Net income for the six months through March increased 2.6 percent from a year earlier to 1.32 billion rand ($135 million), the Johannesburg-based company said in a statement today. Sales advanced 21 percent to 14 billion rand.
Tiger Brands, South Africa’s biggest processor of grains and the maker of Albany bread, is expanding in Africa to reduce exposure to its domestic market, where the economy grew by 0.9 percent in the first quarter, less than the most pessimistic forecast of 15 economists in a Bloomberg survey. The company bought Dangote Flour Mills in Nigeria for about $200 million last year as acquisition opportunities dwindled at home.
Dangote Flour Mills is the “perfect fit for us,” Matlare said. “It will take us 18 months to 24 months to get the DFM business fully integrated and running” as Tiger Brands is managed.
The company, which distributes to more than 22 African countries according to its website, said it regained volume in bakeries, rice and snacks and treats and maintained profit margins in many domestic businesses as competition intensified.
Tiger Brands gained 1 percent to 292 rand at the close of trading in Johannesburg, valuing the company at 55.9 billion rand.

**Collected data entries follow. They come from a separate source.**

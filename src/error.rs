use thiserror::Error;

use crate::domain::DestinationError;

/// Main error type for the transfer core
#[derive(Error, Debug)]
pub enum TransferError {
    // Configuration errors
    #[error("Configuration error: {0}")]
    Config(String),

    #[error("Configuration source error: {0}")]
    ConfigSource(#[from] config::ConfigError),

    #[error("Invalid destination: {0}")]
    Destination(#[from] DestinationError),

    // Resolution errors
    #[error("Target not found: {0}")]
    NotFound(String),

    #[error("Ambiguous target: {} candidates qualify ({})", .candidates.len(), .candidates.join(", "))]
    AmbiguousTarget { candidates: Vec<String> },

    #[error("Self transfer denied: already connected to {target}")]
    SelfTransferDenied { target: String },

    // Session errors
    #[error("Transfer already pending for client {client_id}")]
    AlreadyPending { client_id: String },

    #[error("No pending transfer for client {client_id}")]
    NotPending { client_id: String },

    // State machine errors
    #[error("Invalid state transition: from {from} to {to}")]
    InvalidStateTransition { from: String, to: String },

    // Dispatch errors
    #[error("Host rejected transfer: {0}")]
    HostRejected(String),

    #[error("Host unavailable: {0}")]
    HostUnavailable(String),

    #[error("Transfer timed out after {elapsed_ms}ms")]
    Timeout { elapsed_ms: u64 },

    // IO errors
    #[error("IO error: {0}")]
    Io(#[from] std::io::Error),

    #[error("JSON serialization error: {0}")]
    Json(#[from] serde_json::Error),

    #[error("{0}")]
    Other(#[from] anyhow::Error),
}

impl TransferError {
    /// Resolution and guard errors leave every session untouched
    pub fn is_rejection(&self) -> bool {
        matches!(
            self,
            TransferError::NotFound(_)
                | TransferError::AmbiguousTarget { .. }
                | TransferError::SelfTransferDenied { .. }
                | TransferError::AlreadyPending { .. }
        )
    }
}

/// Result type alias for TransferError
pub type Result<T> = std::result::Result<T, TransferError>;

/// Failure signals returned by the host transfer capability
#[derive(Error, Debug, Clone, PartialEq, Eq)]
pub enum HostError {
    #[error("rejected by host: {0}")]
    Rejected(String),

    #[error("host unavailable: {0}")]
    Unavailable(String),
}

impl From<HostError> for TransferError {
    fn from(err: HostError) -> Self {
        match err {
            HostError::Rejected(reason) => TransferError::HostRejected(reason),
            HostError::Unavailable(reason) => TransferError::HostUnavailable(reason),
        }
    }
}
//! Dispatcher
//!
//! The only caller of the host transfer capability. Each attempt is sent with
//! a bounded wait and its outcome is always handed to the tracker; the
//! dispatcher re-sends only what the tracker returns as a retry.

use std::sync::Arc;
use tokio::task::JoinHandle;
use tokio::time::Instant;
use tracing::{debug, error, warn};

use crate::domain::{AttemptOutcome, Resolution, TransferRequest};
use crate::error::{HostError, Result, TransferError};
use crate::host::TransferHost;
use crate::resolver::Resolver;
use crate::tracker::TransferTracker;

/// What happened to one sent attempt
#[derive(Debug, Clone)]
pub struct DispatchReport {
    pub request: TransferRequest,
    pub outcome: AttemptOutcome,
    pub resolution: Resolution,
}

impl DispatchReport {
    /// Host-side error of this attempt, if any
    pub fn error(&self) -> Option<TransferError> {
        match &self.outcome {
            AttemptOutcome::Confirmed => None,
            AttemptOutcome::Rejected(reason) => Some(TransferError::HostRejected(reason.clone())),
            AttemptOutcome::Unavailable(reason) => {
                Some(TransferError::HostUnavailable(reason.clone()))
            }
            AttemptOutcome::TimedOut { after_ms } => Some(TransferError::Timeout {
                elapsed_ms: *after_ms,
            }),
            AttemptOutcome::Aborted(reason) => Some(TransferError::Other(anyhow::anyhow!(
                "aborted: {}",
                reason
            ))),
        }
    }
}

pub struct Dispatcher {
    host: Arc<dyn TransferHost>,
    tracker: Arc<TransferTracker>,
    resolver: Arc<Resolver>,
    fallback_enabled: bool,
}

impl Dispatcher {
    pub fn new(
        host: Arc<dyn TransferHost>,
        tracker: Arc<TransferTracker>,
        resolver: Arc<Resolver>,
        fallback_enabled: bool,
    ) -> Self {
        Self {
            host,
            tracker,
            resolver,
            fallback_enabled,
        }
    }

    pub fn tracker(&self) -> &Arc<TransferTracker> {
        &self.tracker
    }

    /// Send one attempt and report its outcome to the tracker
    pub async fn send(&self, request: &TransferRequest) -> Result<DispatchReport> {
        let timeout = self.tracker.attempt_timeout();
        let started = Instant::now();

        debug!(
            "Dispatching transfer {} attempt {}: {} -> {}",
            request.transfer_id, request.attempt, request.client_id, request.target
        );

        let reply = tokio::time::timeout(
            timeout,
            self.host
                .transfer(&request.client_id, &request.target.destination),
        )
        .await;

        let outcome = match reply {
            Ok(Ok(_ack)) => AttemptOutcome::Confirmed,
            Ok(Err(HostError::Rejected(reason))) => AttemptOutcome::Rejected(reason),
            Ok(Err(HostError::Unavailable(reason))) => AttemptOutcome::Unavailable(reason),
            Err(_) => AttemptOutcome::TimedOut {
                after_ms: started.elapsed().as_millis() as u64,
            },
        };

        let resolution = self.settle(request, outcome.clone()).await?;

        Ok(DispatchReport {
            request: request.clone(),
            outcome,
            resolution,
        })
    }

    /// Hand an outcome to the tracker, offering a fallback target on failure
    async fn settle(&self, request: &TransferRequest, outcome: AttemptOutcome) -> Result<Resolution> {
        let fallback = if !outcome.is_success()
            && self.fallback_enabled
            && request.trigger.is_fallback_eligible()
        {
            let current = self.tracker.current_server(&request.client_id).await;
            self.resolver
                .fallback_after(&request.target, current.as_ref())
                .await
        } else {
            None
        };

        self.tracker
            .report_outcome(
                &request.client_id,
                request.transfer_id,
                request.attempt,
                outcome,
                fallback,
            )
            .await
    }

    /// Drive a transfer run on its own task.
    ///
    /// The run continues even if whoever triggered it goes away.
    pub fn dispatch(self: &Arc<Self>, request: TransferRequest) -> JoinHandle<()> {
        let dispatcher = Arc::clone(self);
        tokio::spawn(async move { dispatcher.run(request).await })
    }

    async fn run(&self, mut request: TransferRequest) {
        loop {
            match self.send(&request).await {
                Ok(report) => match report.resolution {
                    Resolution::Retry(next) => request = next,
                    Resolution::Stale => {
                        debug!(
                            "Transfer {} attempt {} superseded, run handed off",
                            request.transfer_id, request.attempt
                        );
                        break;
                    }
                    Resolution::Confirmed(_) | Resolution::Failed(_) => break,
                },
                Err(e) => {
                    error!(
                        "Transfer {} attempt {} could not be settled: {}",
                        request.transfer_id, request.attempt, e
                    );
                    break;
                }
            }
        }
    }

    /// Report every overdue attempt as timed out and dispatch the retries.
    ///
    /// Returns the number of attempts expired.
    pub async fn expire_overdue(self: &Arc<Self>) -> usize {
        let overdue = self.tracker.overdue().await;
        let after_ms = self.tracker.attempt_timeout().as_millis() as u64;
        let mut expired = 0;

        for request in overdue {
            match self
                .settle(&request, AttemptOutcome::TimedOut { after_ms })
                .await
            {
                Ok(Resolution::Stale) => {}
                Ok(Resolution::Retry(next)) => {
                    expired += 1;
                    self.dispatch(next);
                }
                Ok(_) => expired += 1,
                Err(e) => warn!(
                    "Failed to expire transfer {} for {}: {}",
                    request.transfer_id, request.client_id, e
                ),
            }
        }

        expired
    }
}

The shares have declined 10 percent this year, compared with a 24 percent gain for Pioneer Foods Ltd., the second-largest food company by market capitalization.
“Signals are there that conditions will be tough,” Jiten Bechoo, an equity analyst at Cape Town-based Avior Research Pty Ltd., said in a phone interview. “Tiger Brands’ performance will be closely related to the country’s economic performance.”
Operating income for the grains segment declined to 724 million rand from 794 million rand a year earlier, according to the statement. Nigeria accounted for a loss of 57 million rand.
“In the short term, volatility in soft commodity prices and foreign currency movements is likely to persist, exacerbating a tough trading environment,” Tiger Brands said.